Not every new drug adds such costs, but if enough do, that level of pricing “can become unaffordable in a few years,” he says.
A recent Prime analysis found that 1,067 of its approximately 13 million commercially insured members had a claim indicating cystic fibrosis. Of these, 76% were age 12 and older, and of those, 47% are expected to have the gene mutation that means they would be candidates to be treated with Orkambi. This works out to 382 commercially insured members, which at $259,000 per year comes to a total annual cost of nearly $100 million.
“At this rate, such [pricing] would break the big bank,” Gleason says. “Does the health insurance industry need to provide the revenues at the level we’re seeing for the benefit of drug manufacturers? Does this drug need to cost $259,000?” He adds that it will likely be difficult to negotiate rebates since there is no competition for Orkambi.
Such sentiments suggest an open question remains concerning payer strategies, according to Sanford Bernstein analyst Geoff Porges. He believes payers may suspend reimbursement if patients fail to benefit or possibly require a certain level of disease severity for reimbursement to be granted, although Gleason notes the label does not say whether Orkambi works better at various stages of the disease.
“Because Orkambi has only very modest benefit in many patients, payers will likely require lung function or other tests after a short period of therapy,” says Roger Longman, chief executive at Real Endpoints, a research firm that tracks reimbursement issues. “If there’s no improvement, they will have to require lots of special authorizations or exceptions to continue paying for it.” In other words, payers may want to limit their financial exposure by restricting usage, rather than openly fighting over the price. In fact, this is the tactic that payers took with Sovaldi, the hepatitis C drug that became the poster child for high-priced drugs, since there was no competition to the Gilead Sciences treatment for nearly a year after it was launched. During that time, restricting access became the primary tool for keeping a lid on costs.
Meanwhile, public payers may feel more of the brunt with Orkambi than with the older Kalydeco treatment. Specifically, Medicaid patients are likely to account for a greater portion of Orkambi patients—an estimated 35% to 40%, compared with the low- to mid-20% range for Kalydeco, according to Porges at Sanford Bernstein.
As for Medicaid managed care plans, Vogenberg notes these have a negotiated discount built in and amounts to the same rates offered Medicaid. “If they get a deeper discount, that’s based on negotiating,” he says. “But we will have another product that costs more. We have a rational way to use it that makes sense, but still haven’t answered the question about how we can afford it.”
For anyone who thinks patient advocacy groups may somehow turn the tide, this is unlikely. Over the past 20 or so years, the Cystic Fibrosis Foundation gave Vertex about $150 million in exchange for a share of the royalties for any treatment emanating from Vertex research. Late last year, the foundation sold its royalty rights to an investment company for $3.3 billion.
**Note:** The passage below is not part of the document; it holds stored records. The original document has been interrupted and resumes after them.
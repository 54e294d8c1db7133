use crate::map::{MapSurface, MapView};
use crate::ui::widgets::theme::Palette;
use ratatui::layout::Rect;
use ratatui::style::{Modifier, Style};
use ratatui::symbols::Marker;
use ratatui::text::Span;
use ratatui::widgets::canvas::{Canvas, Circle, Line as CanvasLine};
use ratatui::widgets::{Block, Borders};
use ratatui::Frame;

const GRID_DIVISIONS: u32 = 4;

pub struct MapWidgetState<'a> {
    pub view: &'a MapView,
    pub surface: &'a MapSurface,
    pub title: &'a str,
    pub focused: bool,
}

/// Draws the map grid, road polylines, markers and the keyboard crosshair.
pub fn render_map(f: &mut Frame<'_>, area: Rect, map: &MapWidgetState<'_>, palette: &Palette) {
    let view = map.view;
    let [lat_min, lat_max] = view.lat_bounds();
    let [lng_min, lng_max] = view.lng_bounds();

    let block = Block::default()
        .title(map.title)
        .borders(Borders::ALL)
        .border_style(palette.block_border(map.focused));

    let canvas = Canvas::default()
        .block(block)
        .marker(Marker::Braille)
        .x_bounds([lng_min, lng_max])
        .y_bounds([lat_min, lat_max])
        .paint(|ctx| {
            for i in 1..GRID_DIVISIONS {
                let fraction = f64::from(i) / f64::from(GRID_DIVISIONS);
                let x = fraction.mul_add(view.span_lng, lng_min);
                let y = fraction.mul_add(view.span_lat, lat_min);
                ctx.draw(&CanvasLine {
                    x1: x,
                    y1: lat_min,
                    x2: x,
                    y2: lat_max,
                    color: palette.map_grid,
                });
                ctx.draw(&CanvasLine {
                    x1: lng_min,
                    y1: y,
                    x2: lng_max,
                    y2: y,
                    color: palette.map_grid,
                });
            }
            ctx.layer();

            for line in map.surface.polylines() {
                let color = palette.layer(line.color);
                for pair in line.points.windows(2) {
                    ctx.draw(&CanvasLine {
                        x1: pair[0].lng,
                        y1: pair[0].lat,
                        x2: pair[1].lng,
                        y2: pair[1].lat,
                        color,
                    });
                }
            }
            ctx.layer();

            for marker in map.surface.markers() {
                let color = palette.layer(marker.color);
                ctx.draw(&Circle {
                    x: marker.position.lng,
                    y: marker.position.lat,
                    radius: view.span_lat / 60.0,
                    color,
                });
                ctx.print(
                    marker.position.lng,
                    marker.position.lat,
                    Span::styled("●", Style::default().fg(color)),
                );
            }

            if map.focused {
                ctx.print(
                    view.cursor.lng,
                    view.cursor.lat,
                    Span::styled(
                        "+",
                        Style::default().fg(palette.focus).add_modifier(Modifier::BOLD),
                    ),
                );
            }

            ctx.print(
                lng_min,
                lat_min,
                Span::styled(
                    format!("{:.3}, {:.3}", view.cursor.lat, view.cursor.lng),
                    Style::default().fg(palette.muted),
                ),
            );
        });

    f.render_widget(canvas, area);
}
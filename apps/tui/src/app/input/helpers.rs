/// Moves `index` one place through a list of `len`, wrapping at both ends.
pub const fn cycle_index(index: usize, len: usize, forward: bool) -> usize {
    match (len, forward) {
        (0, _) => 0,
        (_, true) => (index + 1) % len,
        (_, false) if index == 0 || index >= len => len - 1,
        (_, false) => index - 1,
    }
}

#[cfg(test)]
mod tests {
    use super::*;

    #[test]
    fn wraps_in_both_directions() {
        assert_eq!(cycle_index(2, 3, true), 0);
        assert_eq!(cycle_index(0, 3, false), 2);
        assert_eq!(cycle_index(1, 3, false), 0);
        assert_eq!(cycle_index(5, 0, true), 0);
    }
}
use crate::app::state::HomeEntry;
use crate::app::App;
use crate::ui::screens::common::{menu_line, render_footer, render_header};
use crate::ui::widgets::popup::centered_rect;
use crate::ui::widgets::theme::Palette;
use ratatui::layout::{Constraint, Direction, Layout};
use ratatui::style::Style;
use ratatui::text::{Line as TextLine, Span};
use ratatui::widgets::{Block, Borders, Paragraph, Wrap};
use ratatui::Frame;

pub fn render_home(app: &App, f: &mut Frame<'_>, palette: &Palette) {
    let rows = Layout::default()
        .direction(Direction::Vertical)
        .constraints([
            Constraint::Length(3),
            Constraint::Min(8),
            Constraint::Length(3),
        ])
        .split(f.area());

    render_header(
        f,
        rows[0],
        "Traffic Prediction Dashboard",
        &format!("Service: {}", app.api_url),
        palette,
    );

    let menu_area = centered_rect(50, 60, rows[1]);
    let mut lines = vec![
        TextLine::from(Span::styled(
            "Predict congestion and speed across the city.",
            Style::default().fg(palette.muted),
        )),
        TextLine::from(""),
    ];
    lines.extend(
        HomeEntry::ALL
            .iter()
            .enumerate()
            .map(|(index, entry)| {
                menu_line(
                    format!("{}. {}", index + 1, entry.label()),
                    index == app.home_index,
                    palette,
                )
            }),
    );

    let menu = Paragraph::new(lines)
        .block(
            Block::default()
                .title("Start")
                .borders(Borders::ALL)
                .border_style(Style::default().fg(palette.accent)),
        )
        .wrap(Wrap { trim: true });
    f.render_widget(menu, menu_area);

    render_footer(
        app,
        f,
        rows[2],
        &[("↑/↓", "Select"), ("Enter", "Open"), ("e", "Last model"), ("F1", "Help"), ("q", "Quit")],
        palette,
    );
}
pub mod migrations;
pub mod queries;

pub use migrations::{create_database_pool, setup_database};
pub use queries::{load_model_choice, load_theme, save_model_choice, save_theme};
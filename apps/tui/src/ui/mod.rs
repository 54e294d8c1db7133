pub mod layout;
pub mod screens;
pub mod widgets;

use crate::app::state::AppScreen;
use crate::app::App;
use crate::ui::widgets::popup::{render_alert, render_help};
use crate::ui::widgets::theme::palette;
use ratatui::style::Style;
use ratatui::widgets::Block;
use ratatui::Frame;

pub fn ui(app: &App, f: &mut Frame<'_>) {
    let palette = palette(app.theme);
    if app.theme == crate::domain::Theme::Light {
        f.render_widget(
            Block::default().style(Style::default().bg(ratatui::style::Color::White)),
            f.area(),
        );
    }

    match app.screen {
        AppScreen::Home => screens::home::render_home(app, f, &palette),
        AppScreen::ModelSelection => {
            screens::model_selection::render_model_selection(app, f, &palette);
        }
        AppScreen::Expert => screens::expert::render_expert(app, f, &palette),
        AppScreen::Roads => screens::roads::render_roads(app, f, &palette),
    }

    if app.show_help {
        render_help(f, &palette);
    }
    if let Some(message) = &app.alert {
        render_alert(f, message, &palette);
    }
}
pub mod charts;
pub mod map;
pub mod popup;
pub mod results;
pub mod theme;
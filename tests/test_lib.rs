use rideplan::domain::{self, DEMAND, SUPPLY};
use rideplan::{
    build_grounded_actions, par_build_grounded_actions, ExpansionMode, PlanError, PlanVisualizer,
    Planner, PlannerConfig, Problem, ProblemDescription, SearchStatus,
};

#[cfg(test)]
mod tests {
    use super::*;

    /// A(supply 100), B(demand 100), one car of capacity 100 at A.
    fn scenario(preassigned: bool) -> Problem {
        let car = if preassigned { r#", "car": "Van""# } else { "" };
        let json = format!(
            r#"{{
                "persons":   [{{ "name": "Ada", "home": "A"{} }}],
                "locations": [{{ "name": "A", "supply": 100 }},
                              {{ "name": "B", "demand": 100 }}],
                "cars":      [{{ "name": "Van", "capacity": 100, "at": "A" }}]
            }}"#,
            car
        );
        ProblemDescription::from_json(&json)
            .unwrap()
            .build()
            .unwrap()
    }

    fn exhaustive() -> PlannerConfig {
        PlannerConfig::new().with_expansion(ExpansionMode::Exhaustive)
    }

    #[test]
    fn test_ride_share_scenario() {
        let planner = Planner::from_problem(&scenario(true), exhaustive()).unwrap();
        let outcome = planner.execute(1, None).unwrap();

        assert_eq!(outcome.status, SearchStatus::Complete);
        let plan = outcome.first_plan().unwrap();
        let steps: Vec<String> = plan.steps.iter().map(|s| s.to_string()).collect();
        assert_eq!(
            steps,
            [
                "Load(Van, A, The World)",
                "Drive(Ada, Van, A, B, The World)",
                "Unload(Van, B, The World)",
            ]
        );
        assert_eq!(plan.final_metrics["B"][DEMAND], 0);
        assert_eq!(plan.final_metrics["A"][SUPPLY], 0);
        assert_eq!(plan.total_trips(), 1);
        assert_eq!(plan.trip_entropy(), 0.0);
    }

    #[test]
    fn test_unassigned_person_gets_into_car() {
        let planner = Planner::from_problem(&scenario(false), exhaustive()).unwrap();
        let outcome = planner.execute(1, None).unwrap();

        let plan = outcome.first_plan().unwrap();
        assert_eq!(plan.action_names(), ["Load", "Assign", "Drive", "Unload"]);
        assert_eq!(plan.steps[1].argument("person_a"), Some("Ada"));
        assert_eq!(plan.final_metrics["Ada"]["trips-taken"], 1);
    }

    #[test]
    fn test_grounded_catalogue_size() {
        let problem = scenario(true);
        let actions =
            build_grounded_actions(&domain::ride_share_schemas(), &problem.objects).unwrap();
        // Drive 1*1*2*2*1, Load 1*2*1, Unload 1*2*1, Assign 1*1*2*1
        assert_eq!(actions.len(), 4 + 2 + 2 + 2);
        assert!(actions.iter().all(|a| a.is_grounded()));
    }

    #[test]
    fn test_parallel_grounding_matches_sequential() {
        let problem = scenario(false);
        let schemas = domain::ride_share_schemas();
        let sequential = build_grounded_actions(&schemas, &problem.objects).unwrap();
        let parallel = par_build_grounded_actions(&schemas, &problem.objects).unwrap();
        assert_eq!(sequential, parallel);

        let planner =
            Planner::from_problem(&problem, exhaustive().with_parallel_grounding(true)).unwrap();
        assert_eq!(planner.actions(), sequential.as_slice());
    }

    #[test]
    fn test_problem_without_cars_terminates() {
        let problem = ProblemDescription::from_json(
            r#"{
                "persons":   [{ "name": "Ada", "home": "A" }],
                "locations": [{ "name": "A", "supply": 10 }, { "name": "B", "demand": 10 }]
            }"#,
        )
        .unwrap()
        .build()
        .unwrap();

        let planner = Planner::from_problem(&problem, exhaustive()).unwrap();
        assert!(planner.actions().is_empty());

        let outcome = planner.execute(1, None).unwrap();
        assert_eq!(outcome.status, SearchStatus::Exhausted);
        assert_eq!(outcome.iterations, 1);
        assert!(matches!(outcome.first_plan(), Err(PlanError::NoPlanFound)));
    }

    #[test]
    fn test_sampled_search_reaches_goal() {
        let config = PlannerConfig::new()
            .with_expansion(ExpansionMode::Sample(4))
            .with_seed(2024);
        let planner = Planner::from_problem(&scenario(true), config).unwrap();
        let outcome = planner.execute(2, Some(5)).unwrap();

        assert_eq!(outcome.status, SearchStatus::Complete);
        assert_eq!(outcome.plans.len(), 5);
        for plan in &outcome.plans {
            assert_eq!(plan.final_metrics["B"][DEMAND], 0);
            assert_eq!(plan.steps.last().map(|s| s.action.as_str()), Some("Unload"));
        }
    }

    #[test]
    fn test_config_from_toml_drives_run() {
        let config = PlannerConfig::from_toml_str(
            r#"
            plans_to_find = 2
            expansion = "exhaustive"
            deduplicate_states = true
            "#,
        )
        .unwrap();
        let planner = Planner::from_problem(&scenario(true), config).unwrap();
        let outcome = planner.run().unwrap();
        assert_eq!(outcome.plans.len(), 2);
        assert!(outcome.is_complete());
    }

    #[test]
    fn test_outcome_serializes_to_json() {
        let planner = Planner::from_problem(&scenario(true), exhaustive()).unwrap();
        let outcome = planner.execute(1, None).unwrap();

        let value: serde_json::Value = serde_json::from_str(&outcome.to_json().unwrap()).unwrap();
        assert_eq!(value["status"], "complete");
        assert_eq!(value["plans"][0]["steps"][1]["action"], "Drive");
        assert_eq!(value["plans"][0]["steps"][1]["arguments"][3]["value"], "B");
        assert_eq!(value["plans"][0]["final_metrics"]["B"]["demand"], 0);
    }

    #[test]
    fn test_invalid_problem_is_rejected() {
        let result = ProblemDescription::from_json(
            r#"{ "cars": [{ "name": "Van", "capacity": 10, "at": "Nowhere" }] }"#,
        )
        .unwrap()
        .build();
        assert!(matches!(result, Err(PlanError::InvalidProblem(_))));
    }

    #[test]
    fn test_visualize_plan() {
        let problem = scenario(true);
        let planner = Planner::from_problem(&problem, exhaustive()).unwrap();
        let outcome = planner.execute(1, None).unwrap();
        let plan = outcome.first_plan().unwrap();

        let path = std::env::temp_dir().join("rideplan_scenario.dot");
        PlanVisualizer::new()
            .write_plan(&problem.initial_state, plan, &path)
            .unwrap();

        let content = std::fs::read_to_string(&path).unwrap();
        assert!(content.contains("digraph Plan"));
        assert!(content.contains("Drive(Ada, Van, A, B, The World)"));
        assert!(content.contains("B.demand: 100"));
        assert!(content.contains("step_2 -> goal"));

        std::fs::remove_file(&path).unwrap();
    }
}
A statement issued by the foundation at the time that Vertex won approval for the drug in early July did not mention price at all. A foundation spokeswoman declined to say specifically whether there was any concern about the price Vertex is charging for Orkambi but did send a statement saying its research shows that nearly a quarter of people with cystic fibrosis delay or skip care due to cost, in general.
“This is of great concern to us,” she wrote. “That’s why we address the financial burden of living with cystic fibrosis through a variety of patient access and advocacy resources. We also communicate to payers and pharmaceutical companies our serious concerns about the burden that the cost of treatments and care places on people with cystic fibrosis and their families.”